Цена на нефть — как пишут теперь, по договоренности между США и Саудовской Аравией — резко скатилась вниз. Включенный в провозглашенное М.С. Горбачевым системное реформирование СССР без традиционного притока нефтедолларов оказался финансово истощен и рухнул, не в последнюю очередь, из-за непосильного экономического бремени. Сырьевая составляющая в экспорте Российской Федерации была первоначально существенно ниже позднесоветского уровня. Однако под влиянием нового небывалого по продолжительности повышения цен на нефть страна с конца 1990-х гг. вновь стала стремительно взбираться на «нефтяную горку». Значительно превзойдены максимальные отметки доли сырья и энергоресурсов в экспорте СССР. Вопрос, по сути, заключался в том, сколько времени необходимо для повторения операции сбрасывания цен на нефть, а соответственно с ним — о долгосрочности существования современной российской государственности.
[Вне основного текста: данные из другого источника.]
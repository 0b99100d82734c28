//! The fixed-arity tuples [`Tuple1`] through [`Tuple7`].
//!
//! Every one of these types is generated from the same template, so they all behave identically
//! apart from their number of slots. Each tuple:
//!
//! - can be created with all slots defaulted ([`Default`]), with every slot supplied (`new`), or
//!   from a built-in Rust tuple ([`From`]);
//! - exposes `itemK`, `itemK_mut` and `set_itemK` accessors for each slot `K`;
//! - implements [`TupleShape`](crate::TupleShape), [`Render`](crate::Render) and the structural
//!   traits [`StructuralEq`](crate::StructuralEq), [`StructuralOrd`](crate::StructuralOrd) and
//!   [`StructuralHash`](crate::StructuralHash) for any comparer which can handle its slots;
//! - implements [`PartialEq`], [`Eq`], [`PartialOrd`], [`Ord`], [`Hash`](std::hash::Hash) and
//!   [`Element`](crate::Element) through the [`Natural`](crate::Natural) strategy, when all of its
//!   slots are [`Element`](crate::Element)s.
//!
//! # Examples
//!
//! ```
//! use mtuple::{Tuple3, TupleShape};
//!
//! let mut triple = Tuple3::new(1, "two", 3.0);
//! triple.set_item2("deux");
//! *triple.item3_mut() += 0.5;
//!
//! assert_eq!(triple.size(), 3);
//! assert_eq!(triple.to_string(), "(1, deux, 3.5)");
//! assert_eq!(triple.into_inner(), (1, "deux", 3.5));
//! ```

mtuple_macro::impl_tuples!(7);

#[cfg(test)]
mod tests {
    use crate::{hash, prelude::*};
    use std::cmp::Ordering;

    #[test]
    fn default_slots_hold_zero_values() {
        let t: Tuple7<i32, f64, f32, u64, String, u8, bool> = Tuple7::default();
        assert_eq!(*t.item1(), 0);
        assert_eq!(*t.item2(), 0.0);
        assert_eq!(*t.item3(), 0.0);
        assert_eq!(*t.item4(), 0);
        assert_eq!(t.item5(), "");
        assert_eq!(*t.item6(), 0);
        assert!(!*t.item7());

        let absent: Tuple1<Option<String>> = Tuple1::default();
        assert_eq!(*absent.item1(), None);
    }

    #[test]
    fn full_constructor_and_setters() {
        let mut t = Tuple4::new(33, 5.0, 7.0_f32, "hello".to_string());
        assert_eq!((*t.item1(), *t.item2(), *t.item3()), (33, 5.0, 7.0));
        assert_eq!(t.item4(), "hello");

        t.set_item1(7);
        t.set_item2(22.5);
        t.item4_mut().push_str(", world");
        assert_eq!(*t.item1(), 7);
        assert_eq!(*t.item2(), 22.5);
        assert_eq!(t.item4(), "hello, world");
    }

    #[test]
    fn sizes_match_arity() {
        assert_eq!(Tuple1::new(()).size(), 1);
        assert_eq!(Tuple2::new((), ()).size(), 2);
        assert_eq!(Tuple3::new((), (), ()).size(), 3);
        assert_eq!(Tuple4::new((), (), (), ()).size(), 4);
        assert_eq!(Tuple5::new((), (), (), (), ()).size(), 5);
        assert_eq!(Tuple6::new((), (), (), (), (), ()).size(), 6);
        assert_eq!(Tuple7::new((), (), (), (), (), (), ()).size(), 7);
    }

    #[test]
    fn hash_uses_the_fixed_tree_for_its_arity() {
        assert_eq!(Tuple1::new(9).hash_with(&Natural), 9);
        assert_eq!(Tuple2::new(1, 2).hash_with(&Natural), hash::combine(1, 2));
        assert_eq!(
            Tuple5::new(1, 2, 3, 4, 5).hash_with(&Natural),
            hash::combine5(1, 2, 3, 4, 5)
        );
        assert_eq!(
            Tuple7::new(1, 2, 3, 4, 5, 6, 7).hash_with(&Natural),
            hash::combine7(1, 2, 3, 4, 5, 6, 7)
        );
    }

    #[test]
    fn lexicographic_tie_break() {
        let a = Tuple2::new(1, 2);
        let b = Tuple2::new(1, 3);
        assert_eq!(a.compare_with(&b, &Natural), Ok(Ordering::Less));
        assert_eq!(b.compare_with(&a, &Natural), Ok(Ordering::Greater));

        let c = Tuple3::new(1, 100, 100);
        let d = Tuple3::new(2, 0, 0);
        assert!(c < d);
    }

    #[test]
    fn nested_tuples_are_elements() {
        let a = Tuple2::new(Tuple2::new(1, "x"), 5);
        let b = Tuple2::new(Tuple2::new(1, "y"), 0);
        assert!(a < b);
        assert_ne!(a, b);
        assert_eq!(
            a.hash_with(&Natural),
            hash::combine(hash::combine(1, "x".element_hash()), 5)
        );
    }

    #[test]
    fn renders_with_separators() {
        assert_eq!(Tuple1::new("only").to_string(), "(only)");
        assert_eq!(Tuple3::new(1, 2, 3).to_string(), "(1, 2, 3)");
        assert_eq!(Tuple2::new("foo", 2.5).to_string(), "(foo, 2.5)");
    }

    #[test]
    fn converts_from_builtin_tuples() {
        let pair: Tuple2<u8, char> = (1, 'a').into();
        assert_eq!(pair, Tuple2::new(1, 'a'));
        let single: Tuple1<&str> = ("x",).into();
        assert_eq!(single.into_inner(), ("x",));
    }
}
Оппоненты возражали: сегодня операция по сбросу цен на углеводородное сырье технологически невозможна. Однако кризисный 2008 г. сделал наши прогнозы реальностью. Цены на российскую нефть устремились к ее себестоимости. Новая постановка вопроса о будущем экономики России состоит теперь в долгосрочности поддержания данной ценовой конъюнктуры.
Нобелевский лауреат В.В. Леонтьев, оценивая эффективность советской системы управления экономикой в 1930-е гг., отмечал, что «советские руководители не нуждались в экономистах, потому что сами были экономистами». Действительно, индустриальный прорыв в СССР удалось во многом организовать за счет эффективного использования сравнительно ограниченных финансовых ресурсов. Для того что происходило в хрущевско-брежневские времена, другого определения, чем растранжиривание золотого запаса — трудно подобрать. Расходование финансовых ресурсов возрастало, а темпы экономического роста только замедлялись. Российская империя имела к началу Первой мировой войны золотой запас в 1338 т. К концу сталинского правления в 1953 г. он возрос до 2050 т. Это был второй, после американского, золотой запас мира. Такой масштаб накопления особенно удивителен с учетом того обстоятельства, что государство было вынуждено тратить огромные ресурсы на восстановление разрушенного войной хозяйства. Однако к 1985 г. объем находившегося в распоряжении СССР золота сократился до 719,5 т, снизившись, таким образом, в 2,8 раза. За пореформенный период динамика нецелевого расходования золотого запаса России еще более возросла. За последние несколько лет золотой запас несколько вырос, но не настолько, чтобы выглядеть конкурентным по отношению к ведущим национальным экономикам мира — американской, китайской, японской, германской. Даже в абсолютном значении резервы монетарного золота в России ниже, чем в ряде несопоставимых с ней ни территориально, ни по численности населения европейских стран — Германии (в 8,9 раза), Франции (в 7,7 раза), Италии (в 6,3 раза), Швейцарии (в 3,5 раза), Нидерландов (в 2 раза), Испании (в 1,4 раза), Португалии (в 1,2 раза). В среднедушевом же выражении золотой запас на отдельно взятого россиянина (менее 30 мг) вообще представляет по отношению к жителям Европы мизерную величину.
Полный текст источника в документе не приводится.